Canadian musician, composer and sound designer

David Kristian (born November 5, 1967) is a Canadian musician, film score composer, and sound designer.

David Kristian has been involved in audio for media since the early 1980s, when he first started work as an animation and experimental filmmaker at a New Brunswick television station. Upon relocating to Montreal, Kristian decided to abandon film-making in order to focus on a music career, first as a solo artist, then as the keyboardist and synthesist for the group Psyche, with whom he recorded "The Influence" in Germany.

David Kristian left Psyche in late 1989 and he returned to Montreal to concentrate on more Ambient and instrumental music, citing Tangerine Dream, Robert Fripp and the film scores of Director John Carpenter as longtime influences. Based on his past experience as a filmmaker, it was clear that David Kristian's path would lead to more soundtrack work.

During the 1990s and 2000s, he released several albums on labels as diverse as Crème Organization, Minimal Rome, Ninja Tune, Lo Recordings, Schematic Records, Alien8 Recordings, and Apegenine recordings. Kristian has produced music under aliases, including Gentle Bakemono, Francesco Clemente, and DKMD, a disco duo he is a part of with singer-musician Marie Davidson. David Kristian has also directed two music videos for DKMD, including "Sacrificio"; a horror-disco homage to Giallo films.

Kristian has also performed at several events, including Mutek, Le Festival International de Musique Actuelle de Victoriaville, SONAR, FCMM, The Fantasia Festival, SHARE, and ISEA.

David Kristian's return to sound design and film scoring was on Karim Hussain's Subconscious Cruelty, for which he contributed eerie ambient music, surreal room tones, and special sound design.

Kristian's music and sound design work can be heard on a variety of projects, including Anime and web commercials by Macromedia Flash animation innovator Ryosuke Aoike. He has composed the scores for the short films of Mitch Davis, Matthew Garrett's Beating Hearts, Karim Hussain's Vision Stains, which is part of the horror anthology film The Theatre Bizarre, and several feature films, such as Karim Hussain's Ascension, La Belle Bête, Francois Miron's The 4th Life, and Matthew Garrett's Morris County.

Other recent film score work includes most of the underscoring and end titles music for Nacho Cerdà's The Abandoned, and Douglas Buck's remake of Brian De Palma's Sisters. For the latter film, he collaborated with Emmy Award-winning composer Edward Dzubak (As the World Turns); the two had also previously collaborated on Buck's film, Prologue.
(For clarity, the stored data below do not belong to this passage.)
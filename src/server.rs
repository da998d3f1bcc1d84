//! HTTP server
//!
//! Assembles the axum router, applies the body-size cap, CORS and the
//! mandatory security headers, and runs the listener.

use std::net::SocketAddr;

use axum::extract::{DefaultBodyLimit, Request};
use axum::http::header::{HeaderName, HeaderValue};
use axum::middleware::{self as axum_middleware, Next};
use axum::response::Response;
use axum::routing::{get, post};
use axum::Router;
use tower_http::cors::CorsLayer;

use crate::gateway::{self, AppState};
use crate::logger;

/// Request bodies above this size are rejected with 413.
pub const MAX_BODY_BYTES: usize = 1024 * 1024;

const SECURITY_HEADERS: &[(&str, &str)] = &[
    ("x-content-type-options", "nosniff"),
    ("x-frame-options", "DENY"),
    ("x-xss-protection", "1; mode=block"),
    ("content-security-policy", "default-src 'self'"),
    ("referrer-policy", "strict-origin-when-cross-origin"),
    (
        "cache-control",
        "no-store, no-cache, must-revalidate, private",
    ),
    (
        "strict-transport-security",
        "max-age=31536000; includeSubDomains",
    ),
];

/// Attach the mandatory security headers to every response.
async fn security_headers(request: Request, next: Next) -> Response {
    let mut response = next.run(request).await;
    let headers = response.headers_mut();
    for (name, value) in SECURITY_HEADERS {
        headers.insert(
            HeaderName::from_static(name),
            HeaderValue::from_static(value),
        );
    }
    response
}

pub fn app(state: AppState) -> Router {
    Router::new()
        // Health & availability
        .route("/api/health", get(gateway::health))
        .route("/api/status", get(gateway::status))
        // Legacy v0 query surface
        .route("/api/query", post(gateway::query_v0))
        .route("/api/parallel", post(gateway::query_parallel))
        // Deprecated alias some clients still call
        .route("/api/query-parallel", post(gateway::query_parallel))
        // Versioned gateway surface with cost fields
        .route("/v1/gateway/query", post(gateway::query_gateway))
        .route("/v1/gateway/cost-estimate", post(gateway::cost_estimate))
        .layer(axum_middleware::from_fn(security_headers))
        .layer(DefaultBodyLimit::max(MAX_BODY_BYTES))
        .layer(CorsLayer::permissive())
        .with_state(state)
}

pub async fn serve(state: AppState) {
    let port = state.settings.port;
    let app = app(state);
    let addr: SocketAddr = ([0, 0, 0, 0], port).into();
    let listener = match tokio::net::TcpListener::bind(addr).await {
        Ok(listener) => listener,
        Err(err) => {
            logger::error("server", &format!("Failed to bind {}: {}", addr, err));
            return;
        }
    };
    logger::info("server", &format!("Listening on {}", addr));
    if let Err(err) = axum::serve(
        listener,
        app.into_make_service_with_connect_info::<SocketAddr>(),
    )
    .await
    {
        logger::error("server", &format!("Server terminated: {}", err));
    }
}
//! Gateway wire types
//!
//! Request and response structures shared by the HTTP handlers, the cache
//! and the dispatcher.

use std::collections::HashMap;

use chrono::{DateTime, Utc};
use serde::{Deserialize, Serialize};

use crate::gateway::error::GatewayError;
use crate::providers::ModelType;

/// Semantic category used to pick a default provider.
#[derive(Debug, Clone, Copy, PartialEq, Eq, Serialize, Deserialize)]
#[serde(rename_all = "snake_case")]
pub enum TaskType {
    TextGeneration,
    Summarization,
    SentimentAnalysis,
    QuestionAnswering,
    Other,
}

impl TaskType {
    pub fn as_str(&self) -> &'static str {
        match self {
            TaskType::TextGeneration => "text_generation",
            TaskType::Summarization => "summarization",
            TaskType::SentimentAnalysis => "sentiment_analysis",
            TaskType::QuestionAnswering => "question_answering",
            TaskType::Other => "other",
        }
    }
}

/// Incoming query, shared by the v0 and gateway endpoints.
#[derive(Debug, Clone, Default, Serialize, Deserialize)]
#[serde(default)]
pub struct QueryRequest {
    pub query: String,
    pub model: Option<ModelType>,
    pub model_version: Option<String>,
    pub task_type: Option<TaskType>,
    pub request_id: Option<String>,
    /// Fan-out target set for the parallel endpoint.
    pub models: Option<Vec<ModelType>>,
    /// Per-model version overrides for the parallel endpoint.
    pub model_versions: Option<HashMap<ModelType, String>>,
    pub max_cost_usd: Option<f64>,
    pub dry_run: bool,
    pub tenant: Option<String>,
}

/// Error details embedded in a per-provider result.
#[derive(Debug, Clone, Serialize)]
pub struct QueryFault {
    pub kind: String,
    pub message: String,
}

impl QueryFault {
    pub fn from_error(err: &GatewayError) -> Self {
        Self {
            kind: err.kind().to_string(),
            message: err.to_string(),
        }
    }
}

/// Outcome of a single provider call.
#[derive(Debug, Clone, Serialize)]
pub struct QueryResult {
    pub response: String,
    pub response_time_ms: u64,
    pub status_code: u16,
    pub input_tokens: i64,
    pub output_tokens: i64,
    pub total_tokens: i64,
    pub num_retries: u32,
    #[serde(skip_serializing_if = "Option::is_none")]
    pub error: Option<QueryFault>,
}

impl QueryResult {
    /// Error-bearing result for a provider that never produced text.
    pub fn from_error(err: &GatewayError, num_retries: u32, response_time_ms: u64) -> Self {
        Self {
            response: String::new(),
            response_time_ms,
            status_code: err.upstream_status().unwrap_or(0),
            input_tokens: 0,
            output_tokens: 0,
            total_tokens: 0,
            num_retries,
            error: Some(QueryFault::from_error(err)),
        }
    }
}

/// Normalized external response for single-model queries.
#[derive(Debug, Clone, Serialize, Deserialize)]
pub struct QueryResponse {
    pub response: String,
    pub model: ModelType,
    #[serde(skip_serializing_if = "Option::is_none")]
    pub model_version: Option<String>,
    pub response_time_ms: u64,
    pub timestamp: DateTime<Utc>,
    pub cached: bool,
    #[serde(skip_serializing_if = "Option::is_none")]
    pub error: Option<String>,
    #[serde(skip_serializing_if = "Option::is_none")]
    pub error_type: Option<String>,
    pub input_tokens: i64,
    pub output_tokens: i64,
    pub total_tokens: i64,
    pub num_retries: u32,
    pub request_id: String,
    /// Set only when the router fell back from the requested model.
    #[serde(skip_serializing_if = "Option::is_none")]
    pub original_model: Option<ModelType>,
    #[serde(skip_serializing_if = "Option::is_none")]
    pub cost_usd: Option<f64>,
}

/// Collected fan-out results, one entry per requested model.
#[derive(Debug, Clone, Serialize)]
pub struct ParallelResponse {
    pub request_id: String,
    pub elapsed_time_ms: u64,
    pub responses: HashMap<ModelType, QueryResult>,
}

/// Request body for `/v1/gateway/cost-estimate`.
#[derive(Debug, Clone, Default, Deserialize)]
#[serde(default)]
pub struct CostEstimateRequest {
    pub model: Option<ModelType>,
    pub model_version: Option<String>,
    pub query: Option<String>,
    pub input_tokens: Option<i64>,
    pub expected_output_tokens: Option<i64>,
}

#[cfg(test)]
mod tests {
    use super::*;

    #[test]
    fn query_request_deserializes_wire_tags() {
        let req: QueryRequest = serde_json::from_str(
            r#"{"query":"hi","model":"vertex_ai","task_type":"text_generation"}"#,
        )
        .unwrap();
        assert_eq!(req.model, Some(ModelType::VertexAi));
        assert_eq!(req.task_type, Some(TaskType::TextGeneration));
        assert_eq!(req.tenant, None);
        assert!(!req.dry_run);
    }

    #[test]
    fn unknown_model_tag_is_rejected() {
        let res = serde_json::from_str::<QueryRequest>(r#"{"query":"hi","model":"palm"}"#);
        assert!(res.is_err());
    }

    #[test]
    fn parallel_map_keys_serialize_as_tags() {
        let mut responses = HashMap::new();
        responses.insert(
            ModelType::OpenAi,
            QueryResult {
                response: "hi".into(),
                response_time_ms: 5,
                status_code: 200,
                input_tokens: 3,
                output_tokens: 1,
                total_tokens: 4,
                num_retries: 0,
                error: None,
            },
        );
        let parallel = ParallelResponse {
            request_id: "r".into(),
            elapsed_time_ms: 6,
            responses,
        };
        let json = serde_json::to_value(&parallel).unwrap();
        assert_eq!(json["responses"]["openai"]["total_tokens"], 4);
    }

    #[test]
    fn successful_result_totals_add_up() {
        let result = QueryResult {
            response: "ok".into(),
            response_time_ms: 1,
            status_code: 200,
            input_tokens: 10,
            output_tokens: 7,
            total_tokens: 17,
            num_retries: 0,
            error: None,
        };
        assert_eq!(result.total_tokens, result.input_tokens + result.output_tokens);
    }
}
In 2015, David Kristian was working as a video game sound designer and composer, with credits on such titles as Army of Two: The 40th Day, TERA, Tom Clancy's Splinter Cell: Conviction, and open world action-adventure video games Watch Dogs, for which he also created additional music, and most recently, Watch Dogs 2. He is now working exclusively for Ubisoft as an audio artist. In 2014, he co-founded, along with Marie Davidson of Essaie pas, the Electronica band DKMD. Their music was subsequently released by Giallo Disco Records, who will also be releasing David Kristian's next solo project, which has been described as a classic Berlin School synthesizer album realized entirely on a Eurorack modular synthesis system.